This test has the 3 threads fighting for the lock, with the main thread interrupting them. It fails for me reliably in the first iteration.
Comment out the intterupt()s to make the test pass...
Created attachment 167421 [details]
patch 1
Potential patch for the issue.
doAcquire() isn't synchronized (it calls external code in the DeadlockDetector, etc.). However we should, as part of a synchronized block, test whether the semaphore has been released before discarding it.
This patch does a check of the semaphore followed by a removal from the operations queue if unsuccessful, in a single sychronized block. This needs to be in one sync block to prevent the 2 issues discussed previously. As the #doRelease() uses the same lock, this prevents concurrent notification and stops us from missing a lock release.

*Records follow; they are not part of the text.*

#[async_trait]
impl TodoDriver for MockTodoApp {
    async fn navigate(&mut self, url: &str) -> ProbarResult<()> {
        let unreachable = self.has(MockFault::Unreachable);
        let state = self.state.get_mut();
        Self::live(state)?;
        state.history.push(format!("navigate:{url}"));
        if unreachable {
            return Err(ProbarError::NavigationError {
                url: url.to_string(),
                message: "connection refused".to_string(),
            });
        }
        state.url = Some(url.to_string());
        state.filter = Some(FilterTab::All);
        state.marker_lost = false;
        state.completed_marker_stuck = false;
        state.input.clear();
        state.items.clear();
        for (text, completed) in &self.seed {
            state.push_item(text.clone(), *completed);
        }
        Ok(())
    }

    async fn title(&self) -> ProbarResult<String> {
        let state = self.state.lock().await;
        Self::live(&state)?;
        if state.url.is_none() {
            return Ok(String::new());
        }
        if self.has(MockFault::WrongTitle) {
            Ok("Untitled".to_string())
        } else {
            Ok(self.contract.title.clone())
        }
    }

    async fn ready_state(&self) -> ProbarResult<String> {
        let state = self.state.lock().await;
        Self::live(&state)?;
        Ok(if state.url.is_some() { "complete" } else { "loading" }.to_string())
    }

    async fn find(&self, selector: &Selector) -> ProbarResult<Option<ElementHandle>> {
        Ok(self.find_all(selector).await?.into_iter().next())
    }

    async fn find_all(&self, selector: &Selector) -> ProbarResult<Vec<ElementHandle>> {
        Self::ensure_supported(selector)?;
        let mut state = self.state.lock().await;
        Self::live(&state)?;
        state.history.push(format!("find:{selector}"));
        let description = selector.to_string();
        Ok(state
            .document()
            .into_iter()
            .filter(|node| self.matches(&state, *node, selector))
            .map(|node| ElementHandle::new(node.id(), description.clone()))
            .collect())
    }

    async fn find_within(
        &self,
        parent: &ElementHandle,
        selector: &Selector,
    ) -> ProbarResult<Option<ElementHandle>> {
        Self::ensure_supported(selector)?;
        let state = self.state.lock().await;
        let parent_node = Self::resolve(&state, parent)?;
        Ok(parent_node
            .children()
            .into_iter()
            .find(|node| self.matches(&state, *node, selector))
            .map(|node| ElementHandle::new(node.id(), format!("{selector} in {parent}"))))
    }

    async fn text(&self, element: &ElementHandle) -> ProbarResult<String> {
        let state = self.state.lock().await;
        let node = Self::resolve(&state, element)?;
        Ok(self.text_of(&state, node).trim().to_string())
    }

    async fn attribute(
        &self,
        element: &ElementHandle,
        name: &str,
    ) -> ProbarResult<Option<String>> {
        let state = self.state.lock().await;
        let node = Self::resolve(&state, element)?;
        Ok(self.attribute_of(&state, node, name))
    }

    async fn is_selected(&self, element: &ElementHandle) -> ProbarResult<bool> {
        let state = self.state.lock().await;
        match Self::resolve(&state, element)? {
            Node::Checkbox(serial) => Ok(state.item(serial).is_some_and(|item| item.completed)),
            _ => Ok(false),
        }
    }

    async fn is_displayed(&self, element: &ElementHandle) -> ProbarResult<bool> {
        let state = self.state.lock().await;
        match Self::resolve(&state, element)? {
            Node::Item(serial) | Node::Checkbox(serial) | Node::DeleteButton(serial) => Ok(state
                .item(serial)
                .is_some_and(|item| state.filter().shows(item.completed))),
            _ => Ok(true),
        }
    }

    async fn click(&self, element: &ElementHandle) -> ProbarResult<()> {
        let mut state = self.state.lock().await;
        let node = Self::resolve(&state, element)?;
        state.history.push(format!("click:{}", element.node));
        match node {
            Node::Tab(tab) => {
                state.filter = Some(tab);
                state.marker_lost = self.has(MockFault::NoActiveMarker);
                if tab == FilterTab::Completed && self.has(MockFault::StaleActiveMarker) {
                    state.completed_marker_stuck = true;
                }
            }
            Node::AddButton => {
                if !state.input.is_empty() {
                    let text = state.input.clone();
                    state.push_item(text, false);
                    if !self.has(MockFault::InputNotCleared) {
                        state.input.clear();
                    }
                }
            }
            Node::Checkbox(serial) => {
                if let Some(item) = state.items.iter_mut().find(|item| item.serial == serial) {
                    item.completed = !item.completed;
                }
            }
            Node::DeleteButton(serial) => {
                if self.has(MockFault::CrashOnDelete) {
                    state.closed = true;
                    return Err(ProbarError::command("target crashed"));
                }
                if !self.has(MockFault::DeleteNoop) {
                    state.items.retain(|item| item.serial != serial);
                }
            }
            Node::Input
            | Node::EmptyState
            | Node::EmptyIcon
            | Node::EmptyMessage
            | Node::Item(_)
            | Node::Counter => {}
        }
        Ok(())
    }

    async fn type_text(&self, element: &ElementHandle, text: &str) -> ProbarResult<()> {
        let mut state = self.state.lock().await;
        let node = Self::resolve(&state, element)?;
        state.history.push(format!("type:{}:{text}", element.node));
        if node == Node::Input {
            state.input.push_str(text);
            Ok(())
        } else {
            Err(ProbarError::command(format!("{element} is not editable")))
        }
    }

    async fn close(&mut self) -> ProbarResult<()> {
        let state = self.state.get_mut();
        state.history.push("close".to_string());
        state.closed = true;
        Ok(())
    }
}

Bumping to critical. This issue makes it very easy for the UI to break runtime locks. I have only had a chance to look at this briefy, but the fix isn't right. We must call manager.aboutToWait when in a loop waiting for a lock. This allows us to resolve deadlocks between an OrderedLock and the UI thread (lock owner does syncExec while UI is waiting for that lock). There must be a simpler fix here but I need to look at it more. The patch doesn't change that the flow. All it does is acquire(_0_) before the semaphore dequeue to check that it hasn't been notified concurrently immediately before. The reason for the while loop is that acquire(...) can throw interruptexception. The intention is not tospend any time doing this, just catch the race. I agree it's not the prettiest fix. But afaics the only other alternative is to modify semaphore. Created attachment 167587 [details] patch 2 This is (I believe) an equivalent patch, without the ugly while loop. Semaphore.attempt() method added to attempt to acquire the semaphore without waiting. The key fix in this (and patch 1) is that the semaphore is checked and dequeued while synchronized on the OrderedLock monitor. This is the same monitor used in doRelease(). I think the fix for bug 307282 made this issue worse for callers of acquire(). Previously the semaphore wasn't discarded, now it always is, so the bug is as easily visible here as it is with acquire(int). Created attachment 167598 [details]
patch 3
Even tidier patch, it looks like OrderedLock monitor is acquired before the DeadlockDetector. So it's ok to put the whole doAcquire() exit in the synchronized.
Created attachment 167776 [details]
patch 4
Minor tidying on patch 3. The only changes are copyright updates, and refactoring the new synchronized block into a separate method.
I tried various other approaches but it amounts to the same thing. We need to atomically consider the semaphore notification state before discarding it. Since we can't wait while holding the object local on OrderedLock, the only choice is to check the semaphore state again from within a synchronized block.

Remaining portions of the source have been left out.